There is no such thing as perfect journalism, and there won't be when the HAL 9000s take over the news business. The intensely competitive 24/7 Internet cycle creates more opportunities for misstatements, etc. That's human nature. One of the toughest decisions any reporter makes is telling himself he's got the whole story. The good ones will tell you they often press the "send" key when they've got the story as best they can . . . as the deadline comes down.

So, conflicts of interest withstanding, I submit Brauer's post today as a prime example of how twenty-first century journalism can enhance its credibility with a simple act of humility. I mean, ask yourself, among the people you know, who are you more likely to respect, the person who occasionally says, "I was wrong?" or the one who never betrays a second thought on anything they've ever said or done?

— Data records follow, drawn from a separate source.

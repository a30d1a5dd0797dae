//! `RealtimeClient`: the command surface handed to the presentation layer.

use std::sync::Arc;

use anyhow::{Context, Result};
use serde::Serialize;
use serde_json::Value;
use tokio::sync::broadcast::error::RecvError;
use tokio::sync::{broadcast, mpsc};
use tokio::task::JoinHandle;
use tracing::{debug, warn};

use parley_protocol::{Envelope, MessageType, WidgetResponse};

use crate::agents::{Agent, AgentType, Orchestrator, Session, SessionTransport};
use crate::backend::{AgentBackend, HttpAgentBackend, SessionOptions};
use crate::config::ClientConfig;
use crate::connection::{self, ConnectTarget, ConnectionHandle, ConnectionStatus, Connector, WsConnector};
use crate::dispatch::Dispatcher;
use crate::error::{BackendError, OrchestratorError, TransportError};
use crate::events::{ClientEvent, EventBus};
use crate::metrics::{ClientMetrics, MetricsSnapshot};
use crate::stream::{PushStreamOpener, SseStreamOpener};

pub struct RealtimeClient {
    connection: ConnectionHandle,
    orchestrator: Orchestrator,
    backend: Arc<dyn AgentBackend>,
    bus: EventBus,
    metrics: Arc<ClientMetrics>,
    router: JoinHandle<()>,
}

impl RealtimeClient {
    /// Production wiring: WebSocket transport, REST collaborator, SSE streams.
    /// Must be called inside a tokio runtime.
    pub fn new(config: &ClientConfig) -> Result<Self> {
        let backend = HttpAgentBackend::new(&config.base_url, config.auth_token.clone())
            .context("Failed to build collaborator client")?;
        let streams = SseStreamOpener::new(config.auth_token.clone())
            .context("Failed to build push stream client")?;
        Ok(Self::with_parts(
            WsConnector,
            Arc::new(backend),
            Arc::new(streams),
            config,
        ))
    }

    pub fn with_parts<C: Connector>(
        connector: C,
        backend: Arc<dyn AgentBackend>,
        streams: Arc<dyn PushStreamOpener>,
        config: &ClientConfig,
    ) -> Self {
        let bus = EventBus::new(config.bus_capacity);
        let metrics = Arc::new(ClientMetrics::new());
        let (connection, inbound) = connection::spawn(
            connector,
            config.connection.clone(),
            bus.clone(),
            metrics.clone(),
        );
        let orchestrator = Orchestrator::new(
            backend.clone(),
            streams,
            Some(connection.clone()),
            Dispatcher::new(bus.clone(), metrics.clone()),
            config.orchestrator.clone(),
            metrics.clone(),
        );
        let router = tokio::spawn(route_inbound(
            inbound,
            bus.subscribe(),
            orchestrator.clone(),
        ));

        Self {
            connection,
            orchestrator,
            backend,
            bus,
            metrics,
            router,
        }
    }

    // === Connection ===

    /// Ask the collaborator for a conversation to connect to.
    pub async fn open_conversation(
        &self,
        conversation_id: Option<&str>,
    ) -> Result<ConnectTarget, BackendError> {
        self.backend.open_conversation(conversation_id).await
    }

    pub async fn connect(&self, target: ConnectTarget) -> Result<(), TransportError> {
        self.connection.connect(target).await
    }

    pub async fn disconnect(&self) -> Result<(), TransportError> {
        self.connection.disconnect().await
    }

    /// Send one envelope on the shared connection. Returns its id.
    pub async fn send(
        &self,
        message_type: MessageType,
        payload: Value,
    ) -> Result<String, TransportError> {
        self.connection.send(message_type, payload).await
    }

    pub async fn status(&self) -> Result<ConnectionStatus, TransportError> {
        self.connection.status().await
    }

    // === Agents ===

    /// Answer a widget. Push-stream sessions take it over REST; everything
    /// else goes out as `data.response.submit` on the shared connection.
    pub async fn submit_widget_response(
        &self,
        item_id: &str,
        widget_id: &str,
        widget_type: &str,
        value: Value,
    ) -> Result<(), OrchestratorError> {
        let response = WidgetResponse {
            item_id: item_id.to_string(),
            widget_id: widget_id.to_string(),
            widget_type: widget_type.to_string(),
            value,
        };

        match self.orchestrator.active_transport().await {
            Some(SessionTransport::PushStream) => {
                self.orchestrator.submit_response(None, &response).await
            }
            Some(SessionTransport::Shared) | None => {
                let payload = encode_payload(&response)?;
                let id = self
                    .connection
                    .send(MessageType::ResponseSubmit, payload)
                    .await?;
                debug!(envelope_id = %id, item_id = %item_id, "response sent on connection");
                Ok(())
            }
        }
    }

    pub async fn switch_to_agent(&self, agent_type: AgentType) -> Result<Agent, OrchestratorError> {
        self.orchestrator.switch_to_agent(agent_type).await
    }

    pub async fn start_session(&self, options: SessionOptions) -> Result<Session, OrchestratorError> {
        self.orchestrator.start_session(options).await
    }

    pub async fn resume_session(&self, agent_id: &str) -> Result<Session, OrchestratorError> {
        self.orchestrator.resume_session(agent_id).await
    }

    pub async fn terminate_session(
        &self,
        agent_id: &str,
        reason: Option<&str>,
    ) -> Result<(), OrchestratorError> {
        self.orchestrator.terminate_session(agent_id, reason).await
    }

    /// Cancel the in-flight response for `agent_id`, or the active agent's.
    pub async fn cancel_request(&self, agent_id: Option<&str>) -> Result<bool, OrchestratorError> {
        self.orchestrator.cancel_request(agent_id).await
    }

    /// Agent queries (policies, snapshots) live on the orchestrator.
    pub fn orchestrator(&self) -> &Orchestrator {
        &self.orchestrator
    }

    // === Observation ===

    pub fn subscribe(&self) -> broadcast::Receiver<ClientEvent> {
        self.bus.subscribe()
    }

    pub fn metrics(&self) -> MetricsSnapshot {
        self.metrics.snapshot()
    }

    /// End every push stream and close the shared connection.
    pub async fn shutdown(&self) {
        self.orchestrator.shutdown().await;
        if let Err(e) = self.connection.disconnect().await {
            debug!(code = e.error_code(), "disconnect during shutdown: {}", e);
        }
        self.router.abort();
    }
}

impl Drop for RealtimeClient {
    fn drop(&mut self) {
        self.router.abort();
    }
}

fn encode_payload<T: Serialize>(value: &T) -> Result<Value, TransportError> {
    serde_json::to_value(value).map_err(|e| TransportError::Encode(e.to_string()))
}

/// Feed every envelope from the shared connection through the orchestrator,
/// and reset the orchestrator once the connection expires.
async fn route_inbound(
    mut inbound: mpsc::Receiver<Envelope>,
    mut events: broadcast::Receiver<ClientEvent>,
    orchestrator: Orchestrator,
) {
    loop {
        tokio::select! {
            envelope = inbound.recv() => match envelope {
                Some(envelope) => orchestrator.ingest_shared(envelope).await,
                None => break,
            },
            event = events.recv() => match event {
                Ok(ClientEvent::SessionExpired { reason, .. }) => orchestrator.expire(&reason).await,
                Ok(_) => {}
                Err(RecvError::Lagged(skipped)) => warn!(skipped, "router fell behind the event bus"),
                Err(RecvError::Closed) => break,
            },
        }
    }
    debug!("inbound router stopped");
}
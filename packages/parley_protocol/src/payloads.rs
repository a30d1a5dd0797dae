//! Typed payloads for the messages the client interprets itself.
//!
//! Everything else is routed with an opaque `serde_json::Value` payload.

use serde::{Deserialize, Serialize};
use serde_json::Value;

/// `system.error` codes that mean the credential is gone and retrying is pointless.
pub const CREDENTIAL_ERROR_CODES: &[&str] = &[
    "auth_expired",
    "token_expired",
    "session_expired",
    "unauthorized",
];

/// First server message on a new connection (`system.connection.established`).
#[derive(Debug, Clone, PartialEq, Serialize, Deserialize)]
#[serde(rename_all = "camelCase")]
pub struct ConnectionEstablished {
    pub session_id: String,
    /// Milliseconds between heartbeats the server expects.
    #[serde(default, skip_serializing_if = "Option::is_none")]
    pub heartbeat_interval: Option<u64>,
    #[serde(default)]
    pub capabilities: Vec<String>,
    #[serde(default)]
    pub models: Vec<ModelInfo>,
    #[serde(default, skip_serializing_if = "Option::is_none")]
    pub default_model: Option<String>,
}

#[derive(Debug, Clone, PartialEq, Serialize, Deserialize)]
#[serde(rename_all = "camelCase")]
pub struct ModelInfo {
    pub id: String,
    #[serde(default, skip_serializing_if = "Option::is_none")]
    pub name: Option<String>,
}

/// `system.ping` / `system.pong`. The pong echoes the ping's client time.
#[derive(Debug, Clone, Copy, PartialEq, Eq, Serialize, Deserialize)]
#[serde(rename_all = "camelCase")]
pub struct Heartbeat {
    /// Unix milliseconds when the ping left the client.
    pub client_time: i64,
}

/// `system.error`.
#[derive(Debug, Clone, PartialEq, Eq, Serialize, Deserialize)]
#[serde(rename_all = "camelCase")]
pub struct ServerError {
    pub code: String,
    #[serde(default)]
    pub message: String,
    #[serde(default)]
    pub fatal: bool,
}

impl ServerError {
    /// Non-recoverable: escalated instead of retried.
    pub fn is_terminal(&self) -> bool {
        self.fatal || CREDENTIAL_ERROR_CODES.contains(&self.code.as_str())
    }
}

/// Capability overrides pushed by the server, either at session creation or
/// inside `control.conversation.config`. `None` leaves the current value.
#[derive(Debug, Clone, Copy, Default, PartialEq, Eq, Serialize, Deserialize)]
#[serde(rename_all = "camelCase")]
pub struct RestrictionOverrides {
    #[serde(default, skip_serializing_if = "Option::is_none")]
    pub can_switch_agents: Option<bool>,
    #[serde(default, skip_serializing_if = "Option::is_none")]
    pub can_access_conversations: Option<bool>,
    #[serde(default, skip_serializing_if = "Option::is_none")]
    pub can_type_free_text: Option<bool>,
    #[serde(default, skip_serializing_if = "Option::is_none")]
    pub can_end_early: Option<bool>,
}

impl RestrictionOverrides {
    /// Layer `other` on top of `self`; set fields in `other` win.
    pub fn merge(&mut self, other: &RestrictionOverrides) {
        if other.can_switch_agents.is_some() {
            self.can_switch_agents = other.can_switch_agents;
        }
        if other.can_access_conversations.is_some() {
            self.can_access_conversations = other.can_access_conversations;
        }
        if other.can_type_free_text.is_some() {
            self.can_type_free_text = other.can_type_free_text;
        }
        if other.can_end_early.is_some() {
            self.can_end_early = other.can_end_early;
        }
    }

    pub fn is_empty(&self) -> bool {
        *self == Self::default()
    }
}

/// `control.conversation.config`.
#[derive(Debug, Clone, Default, PartialEq, Serialize, Deserialize)]
#[serde(rename_all = "camelCase")]
pub struct ConversationConfig {
    #[serde(default, skip_serializing_if = "Option::is_none")]
    pub restrictions: Option<RestrictionOverrides>,
    #[serde(flatten)]
    pub extra: serde_json::Map<String, Value>,
}

/// `data.message.send`.
#[derive(Debug, Clone, PartialEq, Eq, Serialize, Deserialize)]
#[serde(rename_all = "camelCase")]
pub struct ChatMessage {
    pub content: String,
}

/// `data.response.submit`.
#[derive(Debug, Clone, PartialEq, Serialize, Deserialize)]
#[serde(rename_all = "camelCase")]
pub struct WidgetResponse {
    pub item_id: String,
    pub widget_id: String,
    pub widget_type: String,
    pub value: Value,
}

#[cfg(test)]
mod tests {
    use super::*;
    use serde_json::json;

    #[test]
    fn test_connection_established_from_raw_json() {
        let raw = json!({
            "sessionId": "s-1",
            "heartbeatInterval": 15000,
            "capabilities": ["widgets", "tools"],
            "models": [{"id": "m1", "name": "Model One"}]
        });
        let est: ConnectionEstablished = serde_json::from_value(raw).unwrap();
        assert_eq!(est.session_id, "s-1");
        assert_eq!(est.heartbeat_interval, Some(15000));
        assert_eq!(est.capabilities, vec!["widgets", "tools"]);
        assert_eq!(est.models[0].name.as_deref(), Some("Model One"));
        assert!(est.default_model.is_none());
    }

    #[test]
    fn test_server_error_terminal() {
        let err = ServerError {
            code: "token_expired".into(),
            message: String::new(),
            fatal: false,
        };
        assert!(err.is_terminal());

        let err: ServerError =
            serde_json::from_value(json!({"code": "rate_limited", "message": "slow"})).unwrap();
        assert!(!err.is_terminal());

        let err: ServerError =
            serde_json::from_value(json!({"code": "boom", "fatal": true})).unwrap();
        assert!(err.is_terminal());
    }

    #[test]
    fn test_overrides_merge_keeps_unset_fields() {
        let mut base = RestrictionOverrides {
            can_switch_agents: Some(false),
            can_end_early: Some(true),
            ..Default::default()
        };
        base.merge(&RestrictionOverrides {
            can_end_early: Some(false),
            can_type_free_text: Some(true),
            ..Default::default()
        });
        assert_eq!(base.can_switch_agents, Some(false));
        assert_eq!(base.can_end_early, Some(false));
        assert_eq!(base.can_type_free_text, Some(true));
        assert_eq!(base.can_access_conversations, None);
    }

    #[test]
    fn test_conversation_config_keeps_extra_fields() {
        let cfg: ConversationConfig = serde_json::from_value(json!({
            "restrictions": {"canSwitchAgents": false},
            "mode": "exam"
        }))
        .unwrap();
        assert_eq!(
            cfg.restrictions.unwrap().can_switch_agents,
            Some(false)
        );
        assert_eq!(cfg.extra["mode"], "exam");
    }

    #[test]
    fn test_widget_response_wire_shape() {
        let resp = WidgetResponse {
            item_id: "i1".into(),
            widget_id: "w1".into(),
            widget_type: "choice".into(),
            value: json!(["a"]),
        };
        let value = serde_json::to_value(&resp).unwrap();
        assert_eq!(value["itemId"], "i1");
        assert_eq!(value["widgetType"], "choice");
    }
}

The former is human demonstrating respect for the truth. The second is a figment of marketing. 

Comments

When you're right, you're right, Brian. And I should have added to my comments about how this imbroglio reveals a shortcoming to the rapidity and fluidity of the blog news cycle is that it is equally matched, when in the hands of a man of David's integrity, with an equally rapid and transparent capacity for updating and correction.

Anybody who is a regular on Brauer's blog knows full well he's a stand up guy.

LAMBERT: Point being there's no reason everyone else in the media can't act as swiftly or thoroughly.

Take away message: I'm gettin' me a Garmin.

Brian, you and MinnPost are the only thing I bother reading regularly. I'm glad that other people think they are doing good work over there, since I'm far from an authority on journalism.

LAMBERT: There are things I'd do differently if I were Joel Kramer. But everyone should give him credit for giving this thing a heroic effort.

Whoa! You just blogged about a blog that was itself an amplification of a previous blog that was about a story that did not happen. I think you just discovered the Higgs boson!

Crazy...

LAMBERT: Worse, I was inspired by errant particles richocheting off each other in reaction to the blog-of-a-blog-of-a-blog ...

Wouldn't it be a better story if FOX 9 kidnapped a kid?

LAMBERT: And abused him by making him watch FoxNews?

I think FOX would call that "enhanced interviewing."

LAMBERT: 183 times ... each target demo.

What happened to JUST REPORTING the events that occur? Isn't there enough of those to keep everyone gainfully employed? Why is it necessary to MAKE THE NEWS?

I am old enough to remember stories like:
In Major League Baseball today, the Twins 5, Angels 4.

Why do I need to hear "back, back, back, back, heeee coooullld gooo alll the wayyy!"

See ya later, it's a tater!

"Winner, winner. Chicken Dinner".

Cut the crap. Tell me what's going on. And tell me what you think about it. You have experience. Your opinion matters. But I would like you to be clear about which is which.

LAMBERT: Am i to think you don't care for Paul Allen, or me talking about Paul Allen?